PROBLEM STATEMENT:
Read the records beneath this task and copy every line that contains the string "DomainError".
START ENTRIES SUPPLIED
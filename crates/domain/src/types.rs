// Copyright (C) 2026 Fred Clausen
// Use of this source code is governed by an MIT-style
// license that can be found in the LICENSE file or at
// https://opensource.org/licenses/MIT.

use crate::error::DomainError;
use crate::period::Period;
use serde::{Deserialize, Serialize};
use std::str::FromStr;

/// Access role for a stored account.
///
/// Roles gate mutation: only `Admin` may change records, accounts, or
/// backups. `Comando` and `User` are read-only views over the same data.
#[derive(Debug, Clone, Copy, PartialEq, Eq, Hash, Serialize, Deserialize)]
#[serde(rename_all = "UPPERCASE")]
pub enum Role {
    /// Full access: record mutation, account management, backup restore.
    Admin,
    /// Command staff: read-only access to every dashboard.
    Comando,
    /// Regular account: read-only access.
    User,
}

impl FromStr for Role {
    type Err = DomainError;

    fn from_str(s: &str) -> Result<Self, Self::Err> {
        match s {
            "ADMIN" => Ok(Self::Admin),
            "COMANDO" => Ok(Self::Comando),
            "USER" => Ok(Self::User),
            _ => Err(DomainError::InvalidRole(s.to_string())),
        }
    }
}

impl std::fmt::Display for Role {
    fn fmt(&self, f: &mut std::fmt::Formatter<'_>) -> std::fmt::Result {
        write!(f, "{}", self.as_str())
    }
}

impl Role {
    /// Converts this role to its stored string representation.
    #[must_use]
    pub const fn as_str(&self) -> &'static str {
        match self {
            Self::Admin => "ADMIN",
            Self::Comando => "COMANDO",
            Self::User => "USER",
        }
    }
}

/// A stored operator account.
///
/// The username is the case-insensitive unique key; it is normalized to
/// lowercase at construction. The password is stored in clear for local
/// comparison (single-tenant, local-only tool).
#[derive(Debug, Clone, PartialEq, Eq, Serialize, Deserialize)]
pub struct User {
    /// Opaque stable identifier.
    pub id: String,
    /// Login name, lowercase, unique case-insensitively.
    pub username: String,
    /// The access role.
    pub role: Role,
    /// Rank (posto/graduação), informational only.
    pub rank: String,
    /// Local credential. Old backups may omit it.
    #[serde(default)]
    pub password: String,
}

impl User {
    /// Creates a new account.
    ///
    /// The username is normalized to lowercase to ensure case-insensitive
    /// uniqueness.
    ///
    /// # Arguments
    ///
    /// * `id` - Opaque stable identifier
    /// * `username` - Login name (will be normalized to lowercase)
    /// * `role` - The access role
    /// * `rank` - Rank label
    /// * `password` - Local credential
    #[must_use]
    pub fn new(id: String, username: &str, role: Role, rank: &str, password: &str) -> Self {
        Self {
            id,
            username: username.to_lowercase(),
            role,
            rank: rank.to_string(),
            password: password.to_string(),
        }
    }
}

/// The authenticated account with its password stripped.
///
/// Exists in memory and in the single persisted `current_user` slot;
/// created on successful login, destroyed on logout.
#[derive(Debug, Clone, PartialEq, Eq, Serialize, Deserialize)]
pub struct Session {
    /// The account identifier.
    pub id: String,
    /// The login name.
    pub username: String,
    /// The access role.
    pub role: Role,
    /// The rank label.
    pub rank: String,
}

impl Session {
    /// Builds the session view of an account, dropping the password.
    #[must_use]
    pub fn for_user(user: &User) -> Self {
        Self {
            id: user.id.clone(),
            username: user.username.clone(),
            role: user.role,
            rank: user.rank.clone(),
        }
    }
}

/// One month of traffic-infraction counts (AITs) for one municipality.
///
/// `total` is always derived from the four category counts at write time
/// and is never independently editable.
#[derive(Debug, Clone, PartialEq, Eq, Serialize, Deserialize)]
pub struct TrafficInfraction {
    /// Opaque stable identifier.
    pub id: String,
    /// Municipality name; must be a member of [`crate::MUNICIPALITIES`].
    pub city: String,
    /// Zero-based reporting month (0 = Janeiro).
    pub month: u8,
    /// Reporting year.
    pub year: u16,
    /// Infractions against cars.
    pub cars: u32,
    /// Infractions against motorcycles.
    pub motorcycles: u32,
    /// Infractions against trucks.
    pub trucks: u32,
    /// Infractions against other vehicle categories.
    pub others: u32,
    /// Derived sum of the four category counts.
    pub total: u32,
    /// Creation instant, unix epoch milliseconds. Preserved across updates.
    pub timestamp: i64,
}

impl TrafficInfraction {
    /// Sums the four category counts without overflow.
    #[must_use]
    pub const fn sum_counts(cars: u32, motorcycles: u32, trucks: u32, others: u32) -> u32 {
        cars.saturating_add(motorcycles)
            .saturating_add(trucks)
            .saturating_add(others)
    }

    /// Recomputes `total` from the four category counts.
    pub const fn recompute_total(&mut self) {
        self.total = Self::sum_counts(self.cars, self.motorcycles, self.trucks, self.others);
    }
}

/// One month of operational-productivity statistics for one municipality.
///
/// Unlike [`TrafficInfraction`] there is no derived total; every field is
/// entered independently. Field names serialize camelCase to match the
/// stored and exported format.
#[derive(Debug, Clone, PartialEq, Serialize, Deserialize)]
#[serde(rename_all = "camelCase")]
pub struct ProductivityRecord {
    /// Opaque stable identifier.
    pub id: String,
    /// Municipality name; must be a member of [`crate::MUNICIPALITIES`].
    pub city: String,
    /// Zero-based reporting month (0 = Janeiro).
    pub month: u8,
    /// Reporting year.
    pub year: u16,
    /// Boletins de atendimento.
    pub ba: u32,
    /// Comunicações de ocorrência policial.
    pub cop: u32,
    /// Termos circunstanciados.
    pub tc: u32,
    /// Fugitives recaptured.
    pub fugitives: u32,
    /// Vehicles inspected.
    pub vehicles_inspected: u32,
    /// People approached.
    pub people_approached: u32,
    /// Drugs seized, kilograms. The only fractional field.
    pub drugs_kg: f64,
    /// Weapons seized.
    pub weapons: u32,
    /// Arrests made.
    pub arrests: u32,
    /// Creation instant, unix epoch milliseconds. Preserved across updates.
    pub timestamp: i64,
}

/// Common view over the two municipal record types.
///
/// The projection functions filter and group through this trait so they
/// work identically for infractions and productivity.
pub trait MunicipalRecord {
    /// The municipality this record belongs to.
    fn city(&self) -> &str;

    /// The reporting period this record covers.
    fn period(&self) -> Period;
}

impl MunicipalRecord for TrafficInfraction {
    fn city(&self) -> &str {
        &self.city
    }

    fn period(&self) -> Period {
        Period::new(self.year, self.month)
    }
}

impl MunicipalRecord for ProductivityRecord {
    fn city(&self) -> &str {
        &self.city
    }

    fn period(&self) -> Period {
        Period::new(self.year, self.month)
    }
}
END ENTRIES SUPPLIED
EXERCISE RESPONSE:
use crate::error::DomainError;
    type Err = DomainError;
            _ => Err(DomainError::InvalidRole(s.to_string())),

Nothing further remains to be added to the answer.